A spiritual and metaphysical tale of sun worship in New York City.
The Sun Temple is a quirky tale about one man’s spiritual relationship with the sun. The story follows his wanderings through New York City, the chapters rich with physical descriptions, profound emotions and abstract internal musings, bringing to life aspects of everyday city life many people would discount as mundane. The sentences were well crafted and the word pictures vivid and real, drawing me into each scene.
While I could picture the city as he walked his chosen path, often to the Battery, and found his thoughts along the way amusing and relatable, I struggled to follow a storyline, making this novel more accurately termed a collection of short abstract works recounting the protagonist’s (did we ever learn his name?) journeys through the city as he follows the sun’s path across the heaven.

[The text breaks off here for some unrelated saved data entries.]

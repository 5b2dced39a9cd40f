//! Metrics aggregation.
//!
//! Every worker writes into one [`MetricsCollector`]; the status endpoint reads
//! [`MetricsSnapshot`]s from it on demand.

mod collector;

pub use collector::{LastError, MetricsCollector, MetricsSnapshot, StreamState, WorkerState};
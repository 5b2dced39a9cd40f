use std::sync::Arc;

use axum::Router;
use axum::extract::State;
use axum::http::StatusCode;
use axum::response::{IntoResponse, Json};
use axum::routing::get;
use serde_json::json;

use crate::metrics::{MetricsCollector, MetricsSnapshot};

/// `/`, `/health` and `/metrics` all serve the same snapshot.
pub fn router(metrics: Arc<MetricsCollector>) -> Router {
    Router::new()
        .route("/", get(status))
        .route("/health", get(status))
        .route("/metrics", get(status))
        .fallback(not_found)
        .with_state(metrics)
}

async fn status(State(metrics): State<Arc<MetricsCollector>>) -> Json<MetricsSnapshot> {
    Json(metrics.snapshot())
}

async fn not_found() -> impl IntoResponse {
    (StatusCode::NOT_FOUND, Json(json!({ "error": "not found" })))
}
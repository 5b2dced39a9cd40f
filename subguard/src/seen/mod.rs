//! Persistent set of processed item identifiers.
//!
//! The file is a single JSON document, `{"ids": [...], "count": n}`. A bare
//! JSON array of ids is accepted on load.

mod store;

pub use store::{LoadOutcome, SeenStore, SeenStoreConfig, run_periodic_flush};
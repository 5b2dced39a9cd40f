use std::panic::AssertUnwindSafe;
use std::sync::Arc;

use chrono::Utc;
use futures::FutureExt;
use tokio_util::sync::CancellationToken;
use tracing::{debug, error, info, trace, warn};

use super::{DecisionHandler, HandlerContext, Item, ItemSource, SourceError, SourceFactory};
use crate::dispatch::{BackoffPolicy, Dispatcher, JitterSource, RandomJitter};
use crate::metrics::{MetricsCollector, WorkerState};
use crate::panic_hook::payload_message;
use crate::seen::SeenStore;

/// Stream worker settings.
#[derive(Debug, Clone, PartialEq)]
pub struct WorkerConfig {
    /// Consecutive transient source errors tolerated before the stream fails.
    pub max_consecutive_failures: u32,
    pub reconnect_backoff: BackoffPolicy,
}

impl Default for WorkerConfig {
    fn default() -> Self {
        Self {
            max_consecutive_failures: 5,
            reconnect_backoff: BackoffPolicy {
                base: std::time::Duration::from_secs(1),
                cap: std::time::Duration::from_secs(30),
                jitter_ratio: 0.3,
            },
        }
    }
}

/// Shared services every worker uses.
#[derive(Debug, Clone)]
pub struct WorkerDeps {
    pub seen: Arc<SeenStore>,
    pub metrics: Arc<MetricsCollector>,
    pub dispatcher: Arc<Dispatcher>,
}

/// Monitors a single stream until cancelled or its source gives out.
pub struct StreamWorker {
    stream: String,
    factory: Arc<dyn SourceFactory>,
    handler: Arc<dyn DecisionHandler>,
    deps: WorkerDeps,
    config: WorkerConfig,
    jitter: Arc<dyn JitterSource>,
    token: CancellationToken,
}

impl StreamWorker {
    pub fn new(
        stream: impl Into<String>,
        factory: Arc<dyn SourceFactory>,
        handler: Arc<dyn DecisionHandler>,
        deps: WorkerDeps,
        config: WorkerConfig,
        token: CancellationToken,
    ) -> Self {
        Self {
            stream: stream.into(),
            factory,
            handler,
            deps,
            config,
            jitter: Arc::new(RandomJitter),
            token,
        }
    }

    /// Replace the reconnect jitter source.
    pub fn with_jitter(mut self, jitter: Arc<dyn JitterSource>) -> Self {
        self.jitter = jitter;
        self
    }

    /// Run until shutdown (`Ok`) or until the source fails for good (`Err`).
    pub async fn run(self) -> Result<(), SourceError> {
        let metrics = self.deps.metrics.clone();
        info!(stream = %self.stream, "Stream worker starting");
        metrics.set_stream_state(&self.stream, WorkerState::Starting);

        match self.poll_loop().await {
            Ok(()) => {
                metrics.set_stream_state(&self.stream, WorkerState::Stopped);
                info!(stream = %self.stream, "Stream worker stopped");
                Ok(())
            }
            Err(e) => {
                metrics.record_error(format!("stream {}: {}", self.stream, e), Utc::now());
                metrics.set_stream_state(&self.stream, WorkerState::Failed);
                error!(stream = %self.stream, error = %e, "Stream worker failed");
                Err(e)
            }
        }
    }

    async fn poll_loop(&self) -> Result<(), SourceError> {
        let metrics = &self.deps.metrics;
        let mut source: Option<Box<dyn ItemSource>> = None;
        let mut consecutive_failures: u32 = 0;

        loop {
            metrics.set_stream_state(&self.stream, WorkerState::Polling);

            let pulled = tokio::select! {
                biased;
                _ = self.token.cancelled() => break,
                pulled = self.pull(&mut source) => pulled,
            };

            match pulled {
                Ok(item) => {
                    consecutive_failures = 0;
                    if self.token.is_cancelled() {
                        debug!(stream = %self.stream, item_id = %item.id, "Shutdown requested, leaving pulled item unprocessed");
                        break;
                    }
                    self.process(item).await;
                }
                Err(SourceError::Transient(reason)) => {
                    consecutive_failures += 1;
                    if consecutive_failures >= self.config.max_consecutive_failures {
                        return Err(SourceError::Transient(format!(
                            "giving up after {} consecutive failures: {}",
                            consecutive_failures, reason
                        )));
                    }

                    let delay = self
                        .config
                        .reconnect_backoff
                        .delay(consecutive_failures, self.jitter.as_ref());
                    warn!(
                        stream = %self.stream,
                        attempt = consecutive_failures,
                        delay_ms = delay.as_millis() as u64,
                        error = %reason,
                        "Source error, backing off"
                    );
                    metrics.record_error(format!("stream {}: {}", self.stream, reason), Utc::now());

                    tokio::select! {
                        _ = self.token.cancelled() => break,
                        _ = tokio::time::sleep(delay) => {}
                    }
                }
                Err(permanent) => return Err(permanent),
            }
        }

        metrics.set_stream_state(&self.stream, WorkerState::Stopping);
        Ok(())
    }

    async fn pull(&self, source: &mut Option<Box<dyn ItemSource>>) -> Result<Item, SourceError> {
        let source = match source {
            Some(source) => source,
            None => source.insert(self.factory.open(&self.stream).await?),
        };
        source.next_item().await
    }

    /// Handle one item end-to-end. Never fails; problems are recorded.
    async fn process(&self, item: Item) {
        let WorkerDeps {
            seen,
            metrics,
            dispatcher,
        } = &self.deps;

        if !seen.claim(&item.id) {
            trace!(stream = %self.stream, item_id = %item.id, "Skipping item already seen or in progress");
            return;
        }

        metrics.set_stream_state(&self.stream, WorkerState::Dispatching);
        let ctx = HandlerContext {
            stream_name: self.stream.clone(),
            dispatcher: dispatcher.clone(),
            metrics: metrics.clone(),
        };
        let outcome = AssertUnwindSafe(self.handler.handle(&item, &ctx))
            .catch_unwind()
            .await;

        seen.add(&item.id);
        metrics.record_processed(&self.stream, &item.id, Utc::now());

        match outcome {
            Ok(Ok(())) => {
                debug!(stream = %self.stream, item_id = %item.id, "Item processed");
            }
            Ok(Err(e)) => {
                metrics.report_error(format!(
                    "handler failed for {} in {}: {:#}",
                    item.id, self.stream, e
                ));
            }
            Err(panic) => {
                metrics.report_error(format!(
                    "handler panicked for {} in {}: {}",
                    item.id,
                    self.stream,
                    payload_message(panic.as_ref())
                ));
            }
        }

        if seen.needs_autosave() {
            let _ = seen.flush_reporting(metrics).await;
        }
    }
}
use async_trait::async_trait;
use chrono::{DateTime, Utc};
use serde::Serialize;
use thiserror::Error;

/// A unit of content pulled from a stream.
#[derive(Debug, Clone, PartialEq, Serialize)]
pub struct Item {
    /// Stable identifier used for deduplication.
    pub id: String,
    /// Name of the stream the item came from.
    pub stream: String,
    /// Author's username, if known.
    pub author: Option<String>,
    pub title: String,
    pub body: String,
    pub permalink: Option<String>,
    pub flair: Option<String>,
    pub created_at: Option<DateTime<Utc>>,
}

impl Item {
    pub fn new(id: impl Into<String>, stream: impl Into<String>) -> Self {
        Self {
            id: id.into(),
            stream: stream.into(),
            author: None,
            title: String::new(),
            body: String::new(),
            permalink: None,
            flair: None,
            created_at: None,
        }
    }

    pub fn with_author(mut self, author: impl Into<String>) -> Self {
        self.author = Some(author.into());
        self
    }

    pub fn with_title(mut self, title: impl Into<String>) -> Self {
        self.title = title.into();
        self
    }
}

/// Failure to pull from a stream.
#[derive(Debug, Clone, Error, PartialEq, Eq)]
pub enum SourceError {
    /// Connectivity or throttling; the worker backs off and retries.
    #[error("transient source error: {0}")]
    Transient(String),
    /// The stream cannot be read (missing, private, bad credentials).
    #[error("permanent source error: {0}")]
    Permanent(String),
}

impl SourceError {
    pub fn is_transient(&self) -> bool {
        matches!(self, Self::Transient(_))
    }
}

/// An ordered stream of new items.
///
/// `next_item` must be cancel-safe: dropping the future before it resolves
/// must not lose an item that a later call would have returned.
#[async_trait]
pub trait ItemSource: Send {
    async fn next_item(&mut self) -> Result<Item, SourceError>;
}

/// Opens one [`ItemSource`] per stream name.
#[async_trait]
pub trait SourceFactory: Send + Sync {
    async fn open(&self, stream: &str) -> Result<Box<dyn ItemSource>, SourceError>;
}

I most strongly identified with the scene in which the heat wave built solidarity between the residents and tourists across the city, and the chapter about his damp and leaky apartment. I also enjoyed when the main character declines to take a picture for a tourist couple because he is busy (how can they not recognize he is studying and perfecting his deity?) and then felt remorse, wondering if his refusal changed their opinion of America.
Overall, The Sun Temple offered a weak storyline and too little action to be a novel to my taste, but if you like thought-provoking reads that pull you into alternate planes, this one is for you!